====== INFORMATION SUPPLIED

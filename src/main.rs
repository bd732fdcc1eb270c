use std::sync::Arc;

use anyhow::{Context, Result};
use request_outbox::{OutboxConfig, ReqwestForwarder, RequestOutbox, Sweeper, web};
use tracing::{error, info};
use tracing_subscriber::{EnvFilter, layer::SubscriberExt, util::SubscriberInitExt};

#[tokio::main]
async fn main() -> Result<()> {
    init_tracing();
    dotenvy::dotenv().ok();

    let config = OutboxConfig::from_env().context("failed to load configuration")?;
    let forwarder = Arc::new(ReqwestForwarder::new().context("failed to build forward client")?);
    let outbox = Arc::new(RequestOutbox::new(config.clone(), forwarder));

    Sweeper::new(outbox.store(), config.ttl).spawn();

    let app = web::router(Arc::clone(&outbox));
    let listener = tokio::net::TcpListener::bind(config.bind_addr())
        .await
        .with_context(|| format!("failed to bind port {}", config.port))?;

    info!(port = config.port, "listening");
    info!(
        capture = %format!("{}/capture?targetUrl=original-url", config.callback),
        "capturing requests"
    );
    info!(
        ttl_secs = config.ttl.as_secs(),
        callback = %config.callback,
        forward_headers = ?config.forward_headers,
        "configuration"
    );

    axum::serve(listener, app)
        .with_graceful_shutdown(shutdown_signal())
        .await
        .context("server error")?;

    Ok(())
}

fn init_tracing() {
    tracing_subscriber::registry()
        .with(
            EnvFilter::try_from_default_env()
                .unwrap_or_else(|_| EnvFilter::new("request_outbox=info,tower_http=info")),
        )
        .with(tracing_subscriber::fmt::layer())
        .init();
}

async fn shutdown_signal() {
    let ctrl_c = async {
        if let Err(err) = tokio::signal::ctrl_c().await {
            error!(error = %err, "unable to install ctrl+c handler");
        }
    };

    #[cfg(unix)]
    let terminate = async {
        use tokio::signal::unix::{SignalKind, signal};
        match signal(SignalKind::terminate()) {
            Ok(mut stream) => {
                stream.recv().await;
            }
            Err(err) => error!(error = %err, "unable to install terminate handler"),
        }
    };

    #[cfg(not(unix))]
    let terminate = std::future::pending::<()>();

    tokio::select! {
        _ = ctrl_c => {},
        _ = terminate => {},
    }

    info!("shutting down");
}
//! Inspection page rendering.
//!
//! A plain string builder rather than a templating engine: the page is
//! one static form listing the current entries with a checkbox each and
//! two batch buttons posting `{allowed, deleted}` to the manage
//! endpoint.

use std::sync::Arc;

use crate::core::CapturedEntry;

pub fn render_manage_page(callback: &str, entries: &[Arc<CapturedEntry>]) -> String {
    let mut page = String::with_capacity(2048);
    page.push_str(
        "<!DOCTYPE html>\n<html>\n<head>\n<meta charset=\"utf-8\">\n\
         <title>Request Outbox</title>\n<style>\n\
         body { font-family: sans-serif; margin: 2em; }\n\
         pre { background: #f4f4f4; padding: 1em; overflow-x: auto; }\n\
         .entry { margin-bottom: 1.5em; }\n\
         .captured-on { color: #666; font-size: 0.85em; }\n\
         </style>\n</head>\n<body>\n<h1>Request Outbox</h1>\n",
    );

    if entries.is_empty() {
        page.push_str("<p>No captured requests.</p>\n");
    }

    for entry in entries {
        page.push_str("<div class=\"entry\">\n");
        page.push_str(&format!(
            "<label><input type=\"checkbox\" name=\"entry\" value=\"{}\"> {}</label>\n",
            entry.id,
            escape(&entry.request_line())
        ));
        page.push_str(&format!(
            "<div class=\"captured-on\">captured {}</div>\n",
            entry.captured_on.to_rfc3339()
        ));
        page.push_str(&format!("<pre>{}</pre>\n", escape(&entry.format_for_display())));
        page.push_str("</div>\n");
    }

    page.push_str(&format!(
        "<button onclick=\"submitBatch('allowed')\">Release selected</button>\n\
         <button onclick=\"submitBatch('deleted')\">Delete selected</button>\n\
         <script>\n\
         async function submitBatch(kind) {{\n\
           const ids = Array.from(document.querySelectorAll('input[name=entry]:checked'))\n\
             .map(el => el.value);\n\
           const body = {{ allowed: [], deleted: [] }};\n\
           body[kind] = ids;\n\
           const response = await fetch('{}/manage', {{\n\
             method: 'POST',\n\
             headers: {{ 'Content-Type': 'application/json' }},\n\
             body: JSON.stringify(body)\n\
           }});\n\
           if (!response.ok) alert('manage failed: ' + response.status);\n\
           location.reload();\n\
         }}\n\
         </script>\n</body>\n</html>\n",
        escape(callback)
    ));

    page
}

fn escape(raw: &str) -> String {
    let mut escaped = String::with_capacity(raw.len());
    for ch in raw.chars() {
        match ch {
            '&' => escaped.push_str("&amp;"),
            '<' => escaped.push_str("&lt;"),
            '>' => escaped.push_str("&gt;"),
            '"' => escaped.push_str("&quot;"),
            '\'' => escaped.push_str("&#39;"),
            other => escaped.push(other),
        }
    }
    escaped
}
// ============================================================================
// Request Outbox Library
// ============================================================================

pub mod config;
pub mod core;
pub mod facade;
pub mod forward;
pub mod storage;
pub mod web;

// Re-export main types for convenience
pub use config::OutboxConfig;
pub use crate::core::{CapturedEntry, ForwardFailure, OutboxError, Payload, Result};
pub use facade::{ManageCommand, RequestOutbox};
pub use forward::{ForwardClient, ForwardReceipt, ReqwestForwarder};
pub use storage::{EntryStore, Sweeper};
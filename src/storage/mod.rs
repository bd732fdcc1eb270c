pub mod store;
pub mod sweeper;

pub use store::EntryStore;
pub use sweeper::Sweeper;
use std::collections::HashMap;
use std::sync::Arc;

use chrono::{DateTime, Utc};
use tokio::sync::RwLock;
use uuid::Uuid;

use crate::core::{CapturedEntry, OutboxError, Result};

/// The single source of truth for captured entries awaiting disposition.
///
/// All access paths (capture insert, manage lookup/remove, sweeper scan,
/// inspection snapshot) go through the one lock; nobody holds it across
/// outbound I/O.
#[derive(Default)]
pub struct EntryStore {
    entries: RwLock<HashMap<Uuid, Arc<CapturedEntry>>>,
}

impl EntryStore {
    pub fn new() -> Self {
        Self::default()
    }

    /// Insert a freshly captured entry. Ids are minted at capture time
    /// and never reused; a duplicate is a bug, not a caller error.
    pub async fn insert(&self, entry: CapturedEntry) -> Result<Arc<CapturedEntry>> {
        let entry = Arc::new(entry);
        let mut entries = self.entries.write().await;
        if entries.contains_key(&entry.id) {
            return Err(OutboxError::DuplicateId(entry.id));
        }
        entries.insert(entry.id, Arc::clone(&entry));
        Ok(entry)
    }

    pub async fn get(&self, id: &Uuid) -> Option<Arc<CapturedEntry>> {
        self.entries.read().await.get(id).cloned()
    }

    /// Remove by id. Idempotent: removing an absent id is a no-op.
    pub async fn remove(&self, id: &Uuid) -> Option<Arc<CapturedEntry>> {
        self.entries.write().await.remove(id)
    }

    pub async fn len(&self) -> usize {
        self.entries.read().await.len()
    }

    pub async fn is_empty(&self) -> bool {
        self.entries.read().await.is_empty()
    }

    /// Consistent point-in-time copy of the current entries, unordered.
    pub async fn snapshot(&self) -> Vec<Arc<CapturedEntry>> {
        self.entries.read().await.values().cloned().collect()
    }

    /// Remove every entry captured before `threshold`; returns the
    /// evicted ids.
    pub async fn evict_older_than(&self, threshold: DateTime<Utc>) -> Vec<Uuid> {
        let mut entries = self.entries.write().await;
        let expired: Vec<Uuid> = entries
            .values()
            .filter(|entry| entry.captured_on < threshold)
            .map(|entry| entry.id)
            .collect();
        for id in &expired {
            entries.remove(id);
        }
        expired
    }
}

#[cfg(test)]
mod tests {
    use super::*;
    use crate::core::Payload;
    use std::collections::BTreeMap;

    fn entry(target: &str) -> CapturedEntry {
        CapturedEntry::new(
            "POST".into(),
            target.into(),
            BTreeMap::new(),
            Payload::Empty,
        )
    }

    #[tokio::test]
    async fn insert_then_get_then_remove() {
        let store = EntryStore::new();
        let inserted = store.insert(entry("http://example.test")).await.unwrap();

        let found = store.get(&inserted.id).await.unwrap();
        assert_eq!(found.target_url, "http://example.test");

        assert!(store.remove(&inserted.id).await.is_some());
        assert!(store.get(&inserted.id).await.is_none());
        // removing again is a no-op
        assert!(store.remove(&inserted.id).await.is_none());
    }

    #[tokio::test]
    async fn duplicate_id_is_rejected() {
        let store = EntryStore::new();
        let first = store.insert(entry("http://example.test")).await.unwrap();

        let mut duplicate = entry("http://example.test/other");
        duplicate.id = first.id;
        assert!(matches!(
            store.insert(duplicate).await,
            Err(OutboxError::DuplicateId(_))
        ));
        assert_eq!(store.len().await, 1);
    }

    #[tokio::test]
    async fn evicts_only_entries_past_threshold() {
        let store = EntryStore::new();
        let mut old = entry("http://example.test/old");
        old.captured_on = Utc::now() - chrono::Duration::seconds(600);
        let old = store.insert(old).await.unwrap();
        let fresh = store.insert(entry("http://example.test/fresh")).await.unwrap();

        let evicted = store
            .evict_older_than(Utc::now() - chrono::Duration::seconds(300))
            .await;

        assert_eq!(evicted, vec![old.id]);
        assert!(store.get(&fresh.id).await.is_some());
        assert_eq!(store.len().await, 1);
    }
}
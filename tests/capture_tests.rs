/// Capture behavior tests
///
/// Covers id uniqueness, header filtering, and target validation.
/// Run with: cargo test --test capture_tests
use std::collections::HashSet;
use std::sync::Arc;

use async_trait::async_trait;
use http::HeaderMap;
use http::header::HeaderValue;
use request_outbox::{
    CapturedEntry, ForwardClient, ForwardReceipt, OutboxConfig, OutboxError, Payload,
    RequestOutbox,
};
use serde_json::json;

/// Capture must never reach the forward client.
struct PanickingForwarder;

#[async_trait]
impl ForwardClient for PanickingForwarder {
    async fn forward(&self, _entry: &CapturedEntry) -> request_outbox::Result<ForwardReceipt> {
        panic!("capture must never forward");
    }
}

fn outbox() -> RequestOutbox {
    RequestOutbox::new(OutboxConfig::default(), Arc::new(PanickingForwarder))
}

#[tokio::test]
async fn captured_ids_are_unique() {
    let outbox = outbox();
    let mut ids = HashSet::new();

    for i in 0..100 {
        let entry = outbox
            .capture(
                "POST",
                Some(&format!("http://example.test/hook/{i}")),
                &HeaderMap::new(),
                Payload::Empty,
            )
            .await
            .unwrap();
        assert!(ids.insert(entry.id), "id {} repeated", entry.id);
    }

    assert_eq!(outbox.store().len().await, 100);
}

#[tokio::test]
async fn only_allow_listed_headers_are_kept() {
    let outbox = outbox();
    let mut headers = HeaderMap::new();
    headers.insert("Authorization", HeaderValue::from_static("Basic abc"));
    headers.insert("Example", HeaderValue::from_static("x"));

    let entry = outbox
        .capture("POST", Some("http://example.test/hook"), &headers, Payload::Empty)
        .await
        .unwrap();

    assert_eq!(entry.headers.len(), 1);
    assert_eq!(entry.headers["authorization"], vec!["Basic abc"]);
    assert!(!entry.headers.contains_key("example"));
    assert!(!entry.headers.contains_key("Example"));
}

#[tokio::test]
async fn missing_target_creates_no_entry() {
    let outbox = outbox();

    let err = outbox
        .capture("POST", None, &HeaderMap::new(), Payload::Empty)
        .await
        .unwrap_err();
    assert!(matches!(err, OutboxError::MissingTarget));

    let err = outbox
        .capture("POST", Some("  "), &HeaderMap::new(), Payload::Empty)
        .await
        .unwrap_err();
    assert!(matches!(err, OutboxError::MissingTarget));

    assert!(outbox.store().is_empty().await);
}

#[tokio::test]
async fn body_and_method_are_stored_verbatim() {
    let outbox = outbox();
    let body = Payload::Json(json!({"test": "payload", "nested": [1, 2, 3]}));

    let entry = outbox
        .capture("PUT", Some("http://example.test/hook"), &HeaderMap::new(), body.clone())
        .await
        .unwrap();

    assert_eq!(entry.method, "PUT");
    assert_eq!(entry.body, body);
    assert_eq!(entry.target_url, "http://example.test/hook");

    let stored = outbox.store().get(&entry.id).await.unwrap();
    assert_eq!(stored.body, body);
}

#[tokio::test]
async fn inspection_orders_newest_first() {
    let outbox = outbox();
    for i in 0..5 {
        outbox
            .capture(
                "GET",
                Some(&format!("http://example.test/{i}")),
                &HeaderMap::new(),
                Payload::Empty,
            )
            .await
            .unwrap();
        // distinct timestamps
        tokio::time::sleep(std::time::Duration::from_millis(2)).await;
    }

    let entries = outbox.entries().await;
    assert_eq!(entries.len(), 5);
    assert_eq!(entries[0].target_url, "http://example.test/4");
    for pair in entries.windows(2) {
        assert!(pair[0].captured_on >= pair[1].captured_on);
    }
}
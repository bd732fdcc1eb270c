//! HTTP surface: capture, manage, and the inspection page.

use std::sync::Arc;

use axum::http::StatusCode;
use axum::response::{IntoResponse, Response};
use axum::routing::{any, get, post};
use axum::{Json, Router};
use serde::Serialize;
use tower_http::cors::CorsLayer;
use tower_http::trace::TraceLayer;

use crate::core::{ForwardFailure, OutboxError};
use crate::facade::RequestOutbox;

pub mod handlers;
pub mod view;

pub type AppState = Arc<RequestOutbox>;

/// Assemble the router over a shared outbox. CORS is permissive on all
/// routes so the capture endpoint accepts browser-originated traffic.
pub fn router(outbox: AppState) -> Router {
    Router::new()
        .route("/", get(handlers::index))
        .route("/capture", any(handlers::capture))
        .route("/manage", post(handlers::manage))
        .layer(CorsLayer::permissive())
        .layer(TraceLayer::new_for_http())
        .with_state(outbox)
}

#[derive(Debug, Serialize)]
pub struct ErrorResponse {
    pub error: String,
    #[serde(skip_serializing_if = "Option::is_none")]
    pub details: Option<String>,
}

/// Body of the 500 answer for a forward that failed at the transport
/// level. `status` is always null here: the call never completed, so
/// there is no HTTP status to report.
#[derive(Debug, Serialize)]
pub struct ForwardErrorResponse {
    pub status: Option<u16>,
    pub request: String,
    pub response: String,
}

#[derive(Debug)]
pub enum WebError {
    MissingTarget,
    Forward(ForwardFailure),
    Internal(String),
}

impl From<OutboxError> for WebError {
    fn from(err: OutboxError) -> Self {
        match err {
            OutboxError::MissingTarget => Self::MissingTarget,
            OutboxError::ForwardTransport(failure) => Self::Forward(failure),
            other => Self::Internal(other.to_string()),
        }
    }
}

impl IntoResponse for WebError {
    fn into_response(self) -> Response {
        match self {
            WebError::MissingTarget => (
                StatusCode::NOT_FOUND,
                Json(ErrorResponse {
                    error: "missing targetUrl query parameter".to_string(),
                    details: None,
                }),
            )
                .into_response(),
            WebError::Forward(failure) => (
                StatusCode::INTERNAL_SERVER_ERROR,
                Json(ForwardErrorResponse {
                    status: None,
                    request: failure.request,
                    response: failure.reason,
                }),
            )
                .into_response(),
            WebError::Internal(details) => (
                StatusCode::INTERNAL_SERVER_ERROR,
                Json(ErrorResponse {
                    error: "capturing request failed".to_string(),
                    details: Some(details),
                }),
            )
                .into_response(),
        }
    }
}

pub type Result<T> = std::result::Result<T, WebError>;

============

AIM OF THE EXERCISE
Search the listing above for lines containing "install", and copy them.

OUTPUT BELOW
            error!(error = %err, "unable to install ctrl+c handler");
            Err(err) => error!(error = %err, "unable to install terminate handler"),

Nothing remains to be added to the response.